The opinion of the court was delivered by: Buckwalter, S.J.


Currently pending before the Court is Defendant Erie Insurance Company's Motion to Dismiss Plaintiffs Mary Ann and Daniel Robinson's Bad Faith Claims, Defendant S.W. Krout, Inc.'s Motion to Dismiss Plaintiffs' Punitive Damage Claims, and Defendant Nationwide's Motion to Bifurcate. For the following reasons, Erie and Nationwide's Motions are denied and S.W. Krout's Motion is granted.


This suit arises out of two floods that damaged Plaintiffs' home. The facts, as set forth in the Second Amended Complaint, are as follows. Plaintiffs' home in Horsham, Pennsylvania, was insured by Defendants Nationwide Mutual Insurance Company ("Nationwide") and Erie Insurance Company ("Erie"). (Second Am. Compl. ¶¶ 1, 5--8.) Nationwide provided a flood insurance policy on the property while Erie provided a homeowner's insurance policy. (Id. ¶¶ 5--8.)

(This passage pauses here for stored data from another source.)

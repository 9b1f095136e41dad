//! Editable document model.
//!
//! The document is a list of paragraphs ("blocks"), each an ordered sequence
//! of inline nodes (text runs, placeholders, opaque markup tags). Caret
//! positions mirror the positions a content-editable selection can report:
//! inside a text node at a char offset, between two children of a paragraph,
//! or inside a placeholder element at its start.
//!
//! Every position also has a linear *unit offset*: one unit per char, one per
//! placeholder, one per paragraph boundary, none for markup. Because a
//! placeholder and the raw marker it stands for are both one unit, offsets are
//! stable across the expanded/collapsed rewrite.

use unicode_segmentation::UnicodeSegmentation;

use crate::codec::{self, Inline};
use crate::markup;

/// A caret position in DOM-like terms.
#[derive(Debug, Clone, Copy, PartialEq, Eq)]
pub enum Caret {
    /// Inside text node `node` of paragraph `block`, `offset` chars in
    Text { block: usize, node: usize, offset: usize },
    /// Between children of paragraph `block`, before child `index`
    Between { block: usize, index: usize },
    /// Inside placeholder `node` at its start boundary
    InPlaceholder { block: usize, node: usize },
}

impl Caret {
    pub fn block(&self) -> usize {
        match *self {
            Caret::Text { block, .. }
            | Caret::Between { block, .. }
            | Caret::InPlaceholder { block, .. } => block,
        }
    }
}

/// Anchor/focus pair. Collapsed when both ends are at the same unit offset.
#[derive(Debug, Clone, Copy, PartialEq, Eq)]
pub struct Selection {
    pub anchor: Caret,
    pub focus: Caret,
}

impl Selection {
    pub fn caret(caret: Caret) -> Self {
        Self { anchor: caret, focus: caret }
    }
}

#[derive(Debug, Clone, Copy, PartialEq, Eq)]
pub enum Direction {
    Forward,
    Backward,
}

#[derive(Debug, Clone, Copy, PartialEq, Eq)]
pub enum Granularity {
    Character,
    Line,
}

#[derive(Debug, Clone, Copy, PartialEq, Eq)]
enum Bias {
    /// Stop before zero-width nodes sitting at the offset
    Before,
    /// Skip past zero-width nodes sitting at the offset
    After,
}

/// One paragraph.
#[derive(Debug, Clone, Default, PartialEq, Eq)]
pub struct Block {
    nodes: Vec<Inline>,
}

impl Block {
    pub fn new(nodes: Vec<Inline>) -> Self {
        let mut block = Self { nodes };
        block.normalize();
        block
    }

    pub fn nodes(&self) -> &[Inline] {
        &self.nodes
    }

    pub fn units(&self) -> usize {
        self.nodes.iter().map(Inline::units).sum()
    }

    fn prefix_units(&self, index: usize) -> usize {
        self.nodes[..index.min(self.nodes.len())]
            .iter()
            .map(Inline::units)
            .sum()
    }

    /// Drop empty text runs and merge adjacent ones.
    fn normalize(&mut self) {
        let mut out: Vec<Inline> = Vec::with_capacity(self.nodes.len());
        for node in self.nodes.drain(..) {
            match node {
                Inline::Text(s) if s.is_empty() => {}
                Inline::Text(s) => match out.last_mut() {
                    Some(Inline::Text(prev)) => prev.push_str(&s),
                    _ => out.push(Inline::Text(s)),
                },
                other => out.push(other),
            }
        }
        self.nodes = out;
    }

    fn caret_at(&self, block: usize, mut rest: usize) -> Caret {
        for (i, node) in self.nodes.iter().enumerate() {
            match node {
                Inline::Text(s) => {
                    let len = s.chars().count();
                    if rest <= len {
                        return Caret::Text { block, node: i, offset: rest };
                    }
                    rest -= len;
                }
                Inline::Placeholder => {
                    if rest == 0 {
                        return Caret::Between { block, index: i };
                    }
                    rest -= 1;
                }
                Inline::Markup(_) => {}
            }
        }
        Caret::Between { block, index: self.nodes.len() }
    }

    fn plain_text(&self) -> String {
        codec::collapse_to_text(&self.nodes)
    }
}

impl AsRef<[Inline]> for Block {
    fn as_ref(&self) -> &[Inline] {
        &self.nodes
    }
}

fn byte_index(s: &str, chars: usize) -> usize {
    s.char_indices().nth(chars).map(|(i, _)| i).unwrap_or(s.len())
}

/// Width in chars of the last legacy grapheme cluster of `s`.
///
/// Legacy clusters keep a base consonant with its combining signs (e.g. `ត់`)
/// but split spacing vowels off, which is how a backspace should eat Khmer.
fn last_cluster_width(s: &str) -> usize {
    s.graphemes(false)
        .next_back()
        .map(|g| g.chars().count())
        .unwrap_or(0)
}

fn first_cluster_width(s: &str) -> usize {
    s.graphemes(false)
        .next()
        .map(|g| g.chars().count())
        .unwrap_or(0)
}

/// The editable document: paragraphs plus the current selection.
#[derive(Debug, Clone, PartialEq, Eq)]
pub struct EditableDocument {
    blocks: Vec<Block>,
    selection: Selection,
}

impl Default for EditableDocument {
    fn default() -> Self {
        Self::new()
    }
}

On August 28, 2011, the property flooded as a result of Hurricane Irene, causing property damage. (Id. ¶¶ 9--10.) On August 29th, the Robinsons had the water from the flooded basement pumped out. (Id. ¶ 11.) Thereafter, they hired Defendant S.W. Krout Inc. ("Krout") to repair their heater and level their oil tank. (Id.) However, Defendant Krout failed to cap off the fuel oil tank. (Id. ¶ 12.) Upon noticing this, the Robinsons called Krout to return to the residence and properly cap the tank. (Id.) Defendant Krout failed to come out and cap the tank. (Id. ¶ 13.) Krout stated on the phone to Plaintiffs that they were too busy to come out and fix the dangerous condition. (Id. ¶ 14.) On or about September 4th, a flood adjuster from Nationwide came to the property to assess the damage from the hurricane. (Id. ¶ 20.) The adjustor informed the Robinsons that their heater could be repaired or replaced, but that the fuel tank did not need replacement. (Id.)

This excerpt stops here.